The majority of suicide bombings around the world are carried out by groups fighting foreign occupation, according to the research of Robert Pape, a professor of political science at the University of Chicago and the author of the 2010 book, “Cutting the Fuse: The Explosion of Global Suicide Terrorism and How to Stop It.”

And fewer than 10 percent of such terrorists cross national borders to carry out their attacks, found Dr. Pape, the founding director of the Chicago Project on Security & Threats, which maintains the exhaustive database on global suicide attacks.  

Even in Europe, a number of attempted suicide bombings failed. In July 2016, the device of a Syrian terrorist exploded too early outside a German music festival, killing only the bomber. In Jakarta, Indonesia, a would-be terrorist’s backpack burned but failed to explode in a packed church. He then attacked and injured a priest with an axe. In August, a bomb blew up in the safe house of a terror cell in Spain, killing one member, before the group used a truck to kill 13 people on Barcelona’s Las Ramblas.

But law enforcement has also become more savvy in thwarting such plots in New York, experts say.

In 2011, the NYPD arrested the Al Qaeda sympathizer Jose Pimentel just hours before he was about to finish a powerful pipe bomb in Harlem. In 2012, police arrested a Bangladeshi man here on a student visa after he tried to detonate a bomb in front of the Federal Reserve Bank of New York in lower Manhattan.

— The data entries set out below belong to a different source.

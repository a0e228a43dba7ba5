//! Mesh data structures and the moon sphere.

use crate::vertex::Vertex;
use glam::Vec3;
use wgpu::util::DeviceExt;

/// A GPU mesh with vertex and index buffers.
pub struct Mesh {
    pub vertex_buffer: wgpu::Buffer,
    pub index_buffer: wgpu::Buffer,
    pub num_indices: u32,
}

impl Mesh {
    /// Create a mesh from vertex and index data.
    pub fn new(device: &wgpu::Device, vertices: &[Vertex], indices: &[u32]) -> Self {
        let vertex_buffer = device.create_buffer_init(&wgpu::util::BufferInitDescriptor {
            label: Some("Vertex Buffer"),
            contents: bytemuck::cast_slice(vertices),
            usage: wgpu::BufferUsages::VERTEX,
        });

        let index_buffer = device.create_buffer_init(&wgpu::util::BufferInitDescriptor {
            label: Some("Index Buffer"),
            contents: bytemuck::cast_slice(indices),
            usage: wgpu::BufferUsages::INDEX,
        });

        Self {
            vertex_buffer,
            index_buffer,
            num_indices: indices.len() as u32,
        }
    }

    /// Upload a unit UV sphere with the given resolution.
    pub fn sphere(device: &wgpu::Device, segments: u32, rings: u32) -> Self {
        MeshData::uv_sphere(segments, rings).upload(device)
    }
}

/// Mesh data before GPU upload.
#[derive(Debug, Clone, Default)]
pub struct MeshData {
    pub vertices: Vec<Vertex>,
    pub indices: Vec<u32>,
}

impl MeshData {
    /// Unit-radius UV sphere, counter-clockwise when seen from outside.
    ///
    /// Positions double as normals, so noise sampled on positions sticks to
    /// the surface regardless of the model scale.
    pub fn uv_sphere(segments: u32, rings: u32) -> Self {
        let segments = segments.max(3);
        let rings = rings.max(2);
        let mut vertices = Vec::with_capacity(((rings + 1) * (segments + 1)) as usize);
        let mut indices = Vec::with_capacity((rings * segments * 6) as usize);

        for ring in 0..=rings {
            let phi = std::f32::consts::PI * ring as f32 / rings as f32;
            let y = phi.cos();
            let ring_radius = phi.sin();

            for segment in 0..=segments {
                let theta = std::f32::consts::TAU * segment as f32 / segments as f32;
                let position = Vec3::new(ring_radius * theta.cos(), y, ring_radius * theta.sin());
                let normal = position.normalize();
                let uv = [segment as f32 / segments as f32, ring as f32 / rings as f32];
                vertices.push(Vertex::new(position.into(), normal.into(), uv));
            }
        }

        for ring in 0..rings {
            for segment in 0..segments {
                let current = ring * (segments + 1) + segment;
                let next = current + segments + 1;

                indices.extend_from_slice(&[current, current + 1, next]);
                indices.extend_from_slice(&[current + 1, next + 1, next]);
            }
        }

        Self { vertices, indices }
    }

    pub fn upload(&self, device: &wgpu::Device) -> Mesh {
        Mesh::new(device, &self.vertices, &self.indices)
    }
}

#[cfg(test)]
mod tests {
    use super::*;

    #[test]
    fn sphere_counts_match_resolution() {
        let mesh = MeshData::uv_sphere(96, 96);
        assert_eq!(mesh.vertices.len(), 97 * 97);
        assert_eq!(mesh.indices.len(), 96 * 96 * 6);
        let max = *mesh.indices.iter().max().unwrap();
        assert!((max as usize) < mesh.vertices.len());
    }

    #[test]
    fn sphere_vertices_are_on_the_unit_sphere_with_outward_normals() {
        let mesh = MeshData::uv_sphere(24, 16);
        for v in &mesh.vertices {
            let p = Vec3::from(v.position);
            let n = Vec3::from(v.normal);
            assert!((p.length() - 1.0).abs() < 1e-5);
            assert!((n.length() - 1.0).abs() < 1e-5);
            assert!(p.dot(n) > 0.999);
        }
    }

    #[test]
    fn triangles_wind_counter_clockwise_from_outside() {
        let mesh = MeshData::uv_sphere(24, 16);
        for tri in mesh.indices.chunks(3) {
            let [a, b, c] = [tri[0], tri[1], tri[2]].map(|i| Vec3::from(mesh.vertices[i as usize].position));
            let face = (b - a).cross(c - a);
            if face.length() < 1e-6 {
                continue; // collapsed triangle at a pole
            }
            let centroid = (a + b + c) / 3.0;
            assert!(face.dot(centroid) > 0.0);
        }
    }

    #[test]
    fn tiny_resolution_is_raised_to_a_closed_shape() {
        let mesh = MeshData::uv_sphere(0, 0);
        assert_eq!(mesh.vertices.len(), 3 * 4);
        assert_eq!(mesh.indices.len(), 3 * 2 * 6);
    }
}
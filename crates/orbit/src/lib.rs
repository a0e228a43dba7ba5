//! Lunar phase geometry.
//!
//! Everything here is a pure function of the phase value and the fixed sun
//! direction: where the moon sits on its orbit, how it is rotated so the same
//! face points at the camera, and how the sun looks from the camera's eye
//! space. The relief module mirrors the displacement shader on the CPU.

pub mod geometry;
pub mod phase;
pub mod relief;

pub use geometry::*;
pub use phase::*;
pub use relief::*;
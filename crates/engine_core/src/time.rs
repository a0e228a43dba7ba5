//! Frame timing for the redraw loop.

use std::time::{Duration, Instant};

/// Weight of the newest frame in the smoothed FPS estimate.
const FPS_SMOOTHING: f32 = 0.1;

/// Tracks elapsed time since startup and per-frame deltas.
///
/// The elapsed time drives shader animation; nothing else in the
/// frame depends on the previous one.
#[derive(Debug)]
pub struct Time {
    /// Time when the clock started.
    start_time: Instant,
    /// Time of the last frame.
    last_frame: Instant,
    /// Duration of the last frame.
    delta: Duration,
    /// Total elapsed time since start.
    elapsed: Duration,
    /// Frame count since start.
    frame_count: u64,
    /// Exponentially smoothed frames per second.
    smoothed_fps: f32,
}

impl Default for Time {
    fn default() -> Self {
        Self::new()
    }
}

impl Time {
    /// Start a new clock at the current instant.
    pub fn new() -> Self {
        Self::starting_at(Instant::now())
    }

    /// Start a clock at a given instant.
    pub fn starting_at(now: Instant) -> Self {
        Self {
            start_time: now,
            last_frame: now,
            delta: Duration::ZERO,
            elapsed: Duration::ZERO,
            frame_count: 0,
            smoothed_fps: 0.0,
        }
    }

    /// Update timing at the start of a new frame.
    pub fn update(&mut self) {
        self.update_at(Instant::now());
    }

    /// Update timing as if the frame started at `now`.
    pub fn update_at(&mut self, now: Instant) {
        self.delta = now.saturating_duration_since(self.last_frame);
        self.last_frame = now;
        self.elapsed = now.saturating_duration_since(self.start_time);
        self.frame_count += 1;

        let dt = self.delta.as_secs_f32();
        if dt > 0.0 {
            let fps = 1.0 / dt;
            self.smoothed_fps = if self.smoothed_fps == 0.0 {
                fps
            } else {
                self.smoothed_fps + (fps - self.smoothed_fps) * FPS_SMOOTHING
            };
        }
    }

    /// Get total elapsed time in seconds.
    pub fn elapsed_seconds(&self) -> f32 {
        self.elapsed.as_secs_f32()
    }

    /// Get the current frame count.
    pub fn frame_count(&self) -> u64 {
        self.frame_count
    }

    /// Smoothed frames per second (0 until two frames have been seen).
    pub fn fps(&self) -> f32 {
        self.smoothed_fps
    }
}

#[cfg(test)]
mod tests {
    use super::*;

    #[test]
    fn update_tracks_elapsed_and_frames() {
        let start = Instant::now();
        let mut time = Time::starting_at(start);
        time.update_at(start + Duration::from_millis(100));
        time.update_at(start + Duration::from_millis(150));

        assert_eq!(time.frame_count(), 2);
        assert!((time.elapsed_seconds() - 0.15).abs() < 1e-4);
        assert_eq!(time.delta, Duration::from_millis(50));
    }

    #[test]
    fn fps_starts_at_first_measurement_then_smooths() {
        let start = Instant::now();
        let mut time = Time::starting_at(start);
        assert_eq!(time.fps(), 0.0);

        time.update_at(start + Duration::from_millis(10));
        assert!((time.fps() - 100.0).abs() < 0.5);

        time.update_at(start + Duration::from_millis(30));
        // 100 + (50 - 100) * 0.1
        assert!((time.fps() - 95.0).abs() < 0.5);
    }

    #[test]
    fn instant_in_the_past_does_not_panic() {
        let start = Instant::now() + Duration::from_secs(1);
        let mut time = Time::starting_at(start);
        time.update_at(start - Duration::from_millis(5));
        assert_eq!(time.delta, Duration::ZERO);
        assert_eq!(time.fps(), 0.0);
    }
}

And just this past October, the FBI and NYPD foiled a plot by three ISIS-inspired would-be terrorists who were also planning a bombing campaign in the subway system and other public places.

“Some kind of threat to the subways will always exist, and that’s just something we have to live with,” says Mr. Strozier. “Some ordinary citizens might not want to hear that, but I think that’s what we’ve accepted.”